(Collected data entries)
BEGIN

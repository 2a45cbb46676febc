// Closed-form Black-Scholes pricing for European calls and puts, with first
// order delta and gamma. `price` is the raw formula; `BlackScholes` wraps it
// with domain validation and non-finite output checks for use in sweeps.

mod types;

pub use types::{OptionParameters, OptionType, PricingResult, PutDeltaConvention};

use crate::error::{PricingError, Result};
use crate::models::traits::PricingModel;
use crate::models::utils::{norm_cdf, norm_pdf};

/// Price a European call and put and their Greeks under Black-Scholes.
///
/// No validation is performed: out-of-domain inputs (non-positive strike,
/// volatility or maturity) yield NaN or infinite fields rather than an error.
/// Put delta uses the textbook convention `Φ(d1) − 1`.
pub fn price(params: &OptionParameters) -> PricingResult {
    price_with_convention(params, PutDeltaConvention::Textbook)
}

/// Same as [`price`], with an explicit put-delta sign convention.
#[allow(non_snake_case)]
pub fn price_with_convention(
    params: &OptionParameters,
    put_delta: PutDeltaConvention,
) -> PricingResult {
    let S = params.current_price;
    let K = params.strike;
    let T = params.time_to_maturity;
    let r = params.risk_free_rate;
    let sigma = params.volatility;

    let sigma_sqrt_t = sigma * T.sqrt();
    let d1 = ((S / K).ln() + (r + 0.5 * sigma.powi(2)) * T) / sigma_sqrt_t;
    let d2 = d1 - sigma_sqrt_t;
    let discounted_strike = K * params.discount_factor();

    let nd1 = norm_cdf(d1);
    let call_price = S * nd1 - discounted_strike * norm_cdf(d2);
    let put_price = discounted_strike * norm_cdf(-d2) - S * norm_cdf(-d1);

    let gamma = norm_pdf(d1) / (S * sigma_sqrt_t);

    PricingResult {
        call_price,
        put_price,
        call_delta: nd1,
        put_delta: match put_delta {
            PutDeltaConvention::Textbook => nd1 - 1.0,
            PutDeltaConvention::Complement => 1.0 - nd1,
        },
        call_gamma: gamma,
        put_gamma: gamma,
    }
}

/// Checked Black-Scholes engine.
#[derive(Debug, Clone, Copy, Default, PartialEq)]
pub struct BlackScholes {
    put_delta: PutDeltaConvention,
}

impl BlackScholes {
    pub fn new() -> Self {
        Self::default()
    }

    pub fn with_put_delta(put_delta: PutDeltaConvention) -> Self {
        Self { put_delta }
    }

    pub fn put_delta_convention(&self) -> PutDeltaConvention {
        self.put_delta
    }
}

impl PricingModel for BlackScholes {
    fn model_name(&self) -> &str {
        "black_scholes"
    }

    fn evaluate(&self, params: &OptionParameters) -> Result<PricingResult> {
        params.validate()?;
        let result = price_with_convention(params, self.put_delta);
        match result.first_non_finite() {
            Some((quantity, value)) => Err(PricingError::NumericDomainError { quantity, value }),
            None => Ok(result),
        }
    }
}

#[cfg(test)]
mod tests {
    use super::*;

    fn atm_params(r: f64) -> OptionParameters {
        OptionParameters::new(1.0, 100.0, 100.0, 0.2, r).unwrap()
    }

    #[test]
    fn test_reference_prices() {
        let result = price(&atm_params(0.05));
        assert!((result.call_price - 10.4506).abs() < 1e-3);
        assert!((result.put_price - 5.5735).abs() < 1e-3);
    }

    #[test]
    fn test_zero_rate_atm_symmetry() {
        let result = price(&atm_params(0.0));
        assert!((result.call_price - result.put_price).abs() < 1e-12);
        assert!((result.call_price - 7.9656).abs() < 1e-3);
    }

    #[test]
    fn test_put_call_parity_atm() {
        let params = atm_params(0.05);
        let result = price(&params);
        let forward_gap = params.current_price - params.strike * params.discount_factor();
        assert!((result.call_price - result.put_price - forward_gap).abs() < 1e-10);
    }

    #[test]
    fn test_put_delta_conventions() {
        let params = atm_params(0.05);
        let textbook = price_with_convention(&params, PutDeltaConvention::Textbook);
        let complement = price_with_convention(&params, PutDeltaConvention::Complement);

        assert!(textbook.put_delta < 0.0 && textbook.put_delta > -1.0);
        assert!((textbook.call_delta - textbook.put_delta - 1.0).abs() < 1e-15);
        assert!((complement.put_delta + textbook.put_delta).abs() < 1e-15);
        assert_eq!(textbook.call_price, complement.call_price);
    }

    #[test]
    fn test_gamma_matches_finite_difference_of_delta() {
        let params = OptionParameters::new(0.75, 95.0, 102.0, 0.3, 0.02).unwrap();
        let h = 1e-3;
        let bump = |spot: f64| price(&params.at_point(spot, params.volatility, params.strike));
        let up = bump(params.current_price + h);
        let down = bump(params.current_price - h);
        let fd_gamma = (up.call_delta - down.call_delta) / (2.0 * h);

        let result = price(&params);
        assert!(
            (result.call_gamma - fd_gamma).abs() < 1e-6,
            "gamma {} vs finite difference {}",
            result.call_gamma,
            fd_gamma
        );
        assert_eq!(result.call_gamma, result.put_gamma);
    }

    #[test]
    fn test_unchecked_price_propagates_nan() {
        let params = OptionParameters {
            time_to_maturity: 1.0,
            strike: -100.0,
            current_price: 100.0,
            volatility: 0.2,
            risk_free_rate: 0.05,
        };
        assert!(!price(&params).is_finite());
    }

    #[test]
    fn test_checked_engine_rejects_invalid_inputs() {
        let engine = BlackScholes::new();
        let params = OptionParameters {
            volatility: 0.0,
            ..atm_params(0.05)
        };
        match engine.evaluate(&params) {
            Err(PricingError::InvalidParameter { name, .. }) => assert_eq!(name, "volatility"),
            other => panic!("expected InvalidParameter, got {:?}", other),
        }
    }

    #[test]
    fn test_checked_engine_flags_degenerate_result() {
        // Valid inputs whose σ·√T underflows to zero at the money.
        let params = OptionParameters::new(1e-300, 100.0, 100.0, 1e-300, 0.0).unwrap();
        match BlackScholes::new().evaluate(&params) {
            Err(PricingError::NumericDomainError { .. }) => {}
            other => panic!("expected NumericDomainError, got {:?}", other),
        }
    }
}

END

From the records above, extract every line exactly as it stands.

» **ANSWER TO THE PROBLEM**
repository 2a45cbb46676febc
// Closed-form Black-Scholes pricing for European calls and puts, with first
// order delta and gamma. `price` is the raw formula; `BlackScholes` wraps it
// with domain validation and non-finite output checks for use in sweeps.

mod types;

pub use types::{OptionParameters, OptionType, PricingResult, PutDeltaConvention};

use crate::error::{PricingError, Result};
use crate::models::traits::PricingModel;
use crate::models::utils::{norm_cdf, norm_pdf};

/// Price a European call and put and their Greeks under Black-Scholes.
///
/// No validation is performed: out-of-domain inputs (non-positive strike,
/// volatility or maturity) yield NaN or infinite fields rather than an error.
/// Put delta uses the textbook convention `Φ(d1) − 1`.
pub fn price(params: &OptionParameters) -> PricingResult {
    price_with_convention(params, PutDeltaConvention::Textbook)
}

/// Same as [`price`], with an explicit put-delta sign convention.
#[allow(non_snake_case)]
pub fn price_with_convention(
    params: &OptionParameters,
    put_delta: PutDeltaConvention,
) -> PricingResult {
    let S = params.current_price;
    let K = params.strike;
    let T = params.time_to_maturity;
    let r = params.risk_free_rate;
    let sigma = params.volatility;

    let sigma_sqrt_t = sigma * T.sqrt();
    let d1 = ((S / K).ln() + (r + 0.5 * sigma.powi(2)) * T) / sigma_sqrt_t;
    let d2 = d1 - sigma_sqrt_t;
    let discounted_strike = K * params.discount_factor();

    let nd1 = norm_cdf(d1);
    let call_price = S * nd1 - discounted_strike * norm_cdf(d2);
    let put_price = discounted_strike * norm_cdf(-d2) - S * norm_cdf(-d1);

    let gamma = norm_pdf(d1) / (S * sigma_sqrt_t);

    PricingResult {
        call_price,
        put_price,
        call_delta: nd1,
        put_delta: match put_delta {
            PutDeltaConvention::Textbook => nd1 - 1.0,
            PutDeltaConvention::Complement => 1.0 - nd1,
        },
        call_gamma: gamma,
        put_gamma: gamma,
    }
}

/// Checked Black-Scholes engine.
#[derive(Debug, Clone, Copy, Default, PartialEq)]
pub struct BlackScholes {
    put_delta: PutDeltaConvention,
}

impl BlackScholes {
    pub fn new() -> Self {
        Self::default()
    }

    pub fn with_put_delta(put_delta: PutDeltaConvention) -> Self {
        Self { put_delta }
    }

    pub fn put_delta_convention(&self) -> PutDeltaConvention {
        self.put_delta
    }
}

impl PricingModel for BlackScholes {
    fn model_name(&self) -> &str {
        "black_scholes"
    }

    fn evaluate(&self, params: &OptionParameters) -> Result<PricingResult> {
        params.validate()?;
        let result = price_with_convention(params, self.put_delta);
        match result.first_non_finite() {
            Some((quantity, value)) => Err(PricingError::NumericDomainError { quantity, value }),
            None => Ok(result),
        }
    }
}

#[cfg(test)]
mod tests {
    use super::*;

    fn atm_params(r: f64) -> OptionParameters {
        OptionParameters::new(1.0, 100.0, 100.0, 0.2, r).unwrap()
    }

    #[test]
    fn test_reference_prices() {
        let result = price(&atm_params(0.05));
        assert!((result.call_price - 10.4506).abs() < 1e-3);
        assert!((result.put_price - 5.5735).abs() < 1e-3);
    }

    #[test]
    fn test_zero_rate_atm_symmetry() {
        let result = price(&atm_params(0.0));
        assert!((result.call_price - result.put_price).abs() < 1e-12);
        assert!((result.call_price - 7.9656).abs() < 1e-3);
    }

    #[test]
    fn test_put_call_parity_atm() {
        let params = atm_params(0.05);
        let result = price(&params);
        let forward_gap = params.current_price - params.strike * params.discount_factor();
        assert!((result.call_price - result.put_price - forward_gap).abs() < 1e-10);
    }

    #[test]
    fn test_put_delta_conventions() {
        let params = atm_params(0.05);
        let textbook = price_with_convention(&params, PutDeltaConvention::Textbook);
        let complement = price_with_convention(&params, PutDeltaConvention::Complement);

        assert!(textbook.put_delta < 0.0 && textbook.put_delta > -1.0);
        assert!((textbook.call_delta - textbook.put_delta - 1.0).abs() < 1e-15);
        assert!((complement.put_delta + textbook.put_delta).abs() < 1e-15);
        assert_eq!(textbook.call_price, complement.call_price);
    }

    #[test]
    fn test_gamma_matches_finite_difference_of_delta() {
        let params = OptionParameters::new(0.75, 95.0, 102.0, 0.3, 0.02).unwrap();
        let h = 1e-3;
        let bump = |spot: f64| price(&params.at_point(spot, params.volatility, params.strike));
        let up = bump(params.current_price + h);
        let down = bump(params.current_price - h);
        let fd_gamma = (up.call_delta - down.call_delta) / (2.0 * h);

        let result = price(&params);
        assert!(
            (result.call_gamma - fd_gamma).abs() < 1e-6,
            "gamma {} vs finite difference {}",
            result.call_gamma,
            fd_gamma
        );
        assert_eq!(result.call_gamma, result.put_gamma);
    }

    #[test]
    fn test_unchecked_price_propagates_nan() {
        let params = OptionParameters {
            time_to_maturity: 1.0,
            strike: -100.0,
            current_price: 100.0,
            volatility: 0.2,
            risk_free_rate: 0.05,
        };
        assert!(!price(&params).is_finite());
    }

    #[test]
    fn test_checked_engine_rejects_invalid_inputs() {
        let engine = BlackScholes::new();
        let params = OptionParameters {
            volatility: 0.0,
            ..atm_params(0.05)
        };
        match engine.evaluate(&params) {
            Err(PricingError::InvalidParameter { name, .. }) => assert_eq!(name, "volatility"),
            other => panic!("expected InvalidParameter, got {:?}", other),
        }
    }

    #[test]
    fn test_checked_engine_flags_degenerate_result() {
        // Valid inputs whose σ·√T underflows to zero at the money.
        let params = OptionParameters::new(1e-300, 100.0, 100.0, 1e-300, 0.0).unwrap();
        match BlackScholes::new().evaluate(&params) {
            Err(PricingError::NumericDomainError { .. }) => {}
            other => panic!("expected NumericDomainError, got {:?}", other),
        }
    }
}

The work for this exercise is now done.